use std::time::Duration;

use anyhow::{Context, Result};

use crate::orchestrator::OrchestratorConfig;

const DEFAULT_MAX_PARALLEL: usize = 5;
const DEFAULT_MIN_FIT_SCORE_FOR_GENERATION: u32 = 50;

/// Application configuration loaded from environment variables.
/// Fails at startup if required variables are missing or malformed.
#[derive(Debug, Clone)]
pub struct Config {
    pub anthropic_api_key: String,
    pub port: u16,
    pub rust_log: String,
    /// Jobs analyzed concurrently per batch.
    pub max_parallel: usize,
    pub min_fit_score_for_generation: u32,
    /// Per-job deadline. `None` disables the deadline.
    pub job_timeout: Option<Duration>,
}

impl Config {
    pub fn from_env() -> Result<Self> {
        dotenvy::dotenv().ok(); // load .env if present; ignore if missing

        Ok(Config {
            anthropic_api_key: require_env("ANTHROPIC_API_KEY")?,
            port: parse_env_or("PORT", 8080)?,
            rust_log: std::env::var("RUST_LOG").unwrap_or_else(|_| "info".to_string()),
            max_parallel: parse_env_or("MAX_PARALLEL", DEFAULT_MAX_PARALLEL)?,
            min_fit_score_for_generation: parse_env_or(
                "MIN_FIT_SCORE_FOR_GENERATION",
                DEFAULT_MIN_FIT_SCORE_FOR_GENERATION,
            )?,
            job_timeout: parse_optional_env::<u64>("JOB_TIMEOUT_SECS")?
                .map(Duration::from_secs),
        })
    }

    /// Orchestrator tuning derived from this config.
    pub fn orchestrator(&self) -> OrchestratorConfig {
        OrchestratorConfig {
            max_parallel: self.max_parallel,
            min_fit_score_for_generation: self.min_fit_score_for_generation,
            job_timeout: self.job_timeout,
        }
    }
}

fn require_env(key: &str) -> Result<String> {
    std::env::var(key).with_context(|| format!("Required environment variable '{key}' is not set"))
}

fn parse_env_or<T>(key: &str, default: T) -> Result<T>
where
    T: std::str::FromStr,
    T::Err: std::error::Error + Send + Sync + 'static,
{
    Ok(parse_optional_env(key)?.unwrap_or(default))
}

fn parse_optional_env<T>(key: &str) -> Result<Option<T>>
where
    T: std::str::FromStr,
    T::Err: std::error::Error + Send + Sync + 'static,
{
    match std::env::var(key) {
        Ok(raw) => parse_value(key, &raw).map(Some),
        Err(_) => Ok(None),
    }
}

fn parse_value<T>(key: &str, raw: &str) -> Result<T>
where
    T: std::str::FromStr,
    T::Err: std::error::Error + Send + Sync + 'static,
{
    raw.trim()
        .parse::<T>()
        .with_context(|| format!("{key} must be a valid number, got '{raw}'"))
}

- - - - -

**DIRECTIONS:** Transcribe all of the material above so that it matches the source exactly.

**TASK RESPONSE:**
use std::time::Duration;

use anyhow::{Context, Result};

use crate::orchestrator::OrchestratorConfig;

const DEFAULT_MAX_PARALLEL: usize = 5;
const DEFAULT_MIN_FIT_SCORE_FOR_GENERATION: u32 = 50;

/// Application configuration loaded from environment variables.
/// Fails at startup if required variables are missing or malformed.
#[derive(Debug, Clone)]
pub struct Config {
    pub anthropic_api_key: String,
    pub port: u16,
    pub rust_log: String,
    /// Jobs analyzed concurrently per batch.
    pub max_parallel: usize,
    pub min_fit_score_for_generation: u32,
    /// Per-job deadline. `None` disables the deadline.
    pub job_timeout: Option<Duration>,
}

impl Config {
    pub fn from_env() -> Result<Self> {
        dotenvy::dotenv().ok(); // load .env if present; ignore if missing

        Ok(Config {
            anthropic_api_key: require_env("ANTHROPIC_API_KEY")?,
            port: parse_env_or("PORT", 8080)?,
            rust_log: std::env::var("RUST_LOG").unwrap_or_else(|_| "info".to_string()),
            max_parallel: parse_env_or("MAX_PARALLEL", DEFAULT_MAX_PARALLEL)?,
            min_fit_score_for_generation: parse_env_or(
                "MIN_FIT_SCORE_FOR_GENERATION",
                DEFAULT_MIN_FIT_SCORE_FOR_GENERATION,
            )?,
            job_timeout: parse_optional_env::<u64>("JOB_TIMEOUT_SECS")?
                .map(Duration::from_secs),
        })
    }

    /// Orchestrator tuning derived from this config.
    pub fn orchestrator(&self) -> OrchestratorConfig {
        OrchestratorConfig {
            max_parallel: self.max_parallel,
            min_fit_score_for_generation: self.min_fit_score_for_generation,
            job_timeout: self.job_timeout,
        }
    }
}

fn require_env(key: &str) -> Result<String> {
    std::env::var(key).with_context(|| format!("Required environment variable '{key}' is not set"))
}

fn parse_env_or<T>(key: &str, default: T) -> Result<T>
where
    T: std::str::FromStr,
    T::Err: std::error::Error + Send + Sync + 'static,
{
    Ok(parse_optional_env(key)?.unwrap_or(default))
}

fn parse_optional_env<T>(key: &str) -> Result<Option<T>>
where
    T: std::str::FromStr,
    T::Err: std::error::Error + Send + Sync + 'static,
{
    match std::env::var(key) {
        Ok(raw) => parse_value(key, &raw).map(Some),
        Err(_) => Ok(None),
    }
}

fn parse_value<T>(key: &str, raw: &str) -> Result<T>
where
    T: std::str::FromStr,
    T::Err: std::error::Error + Send + Sync + 'static,
{
    raw.trim()
        .parse::<T>()
        .with_context(|| format!("{key} must be a valid number, got '{raw}'"))
}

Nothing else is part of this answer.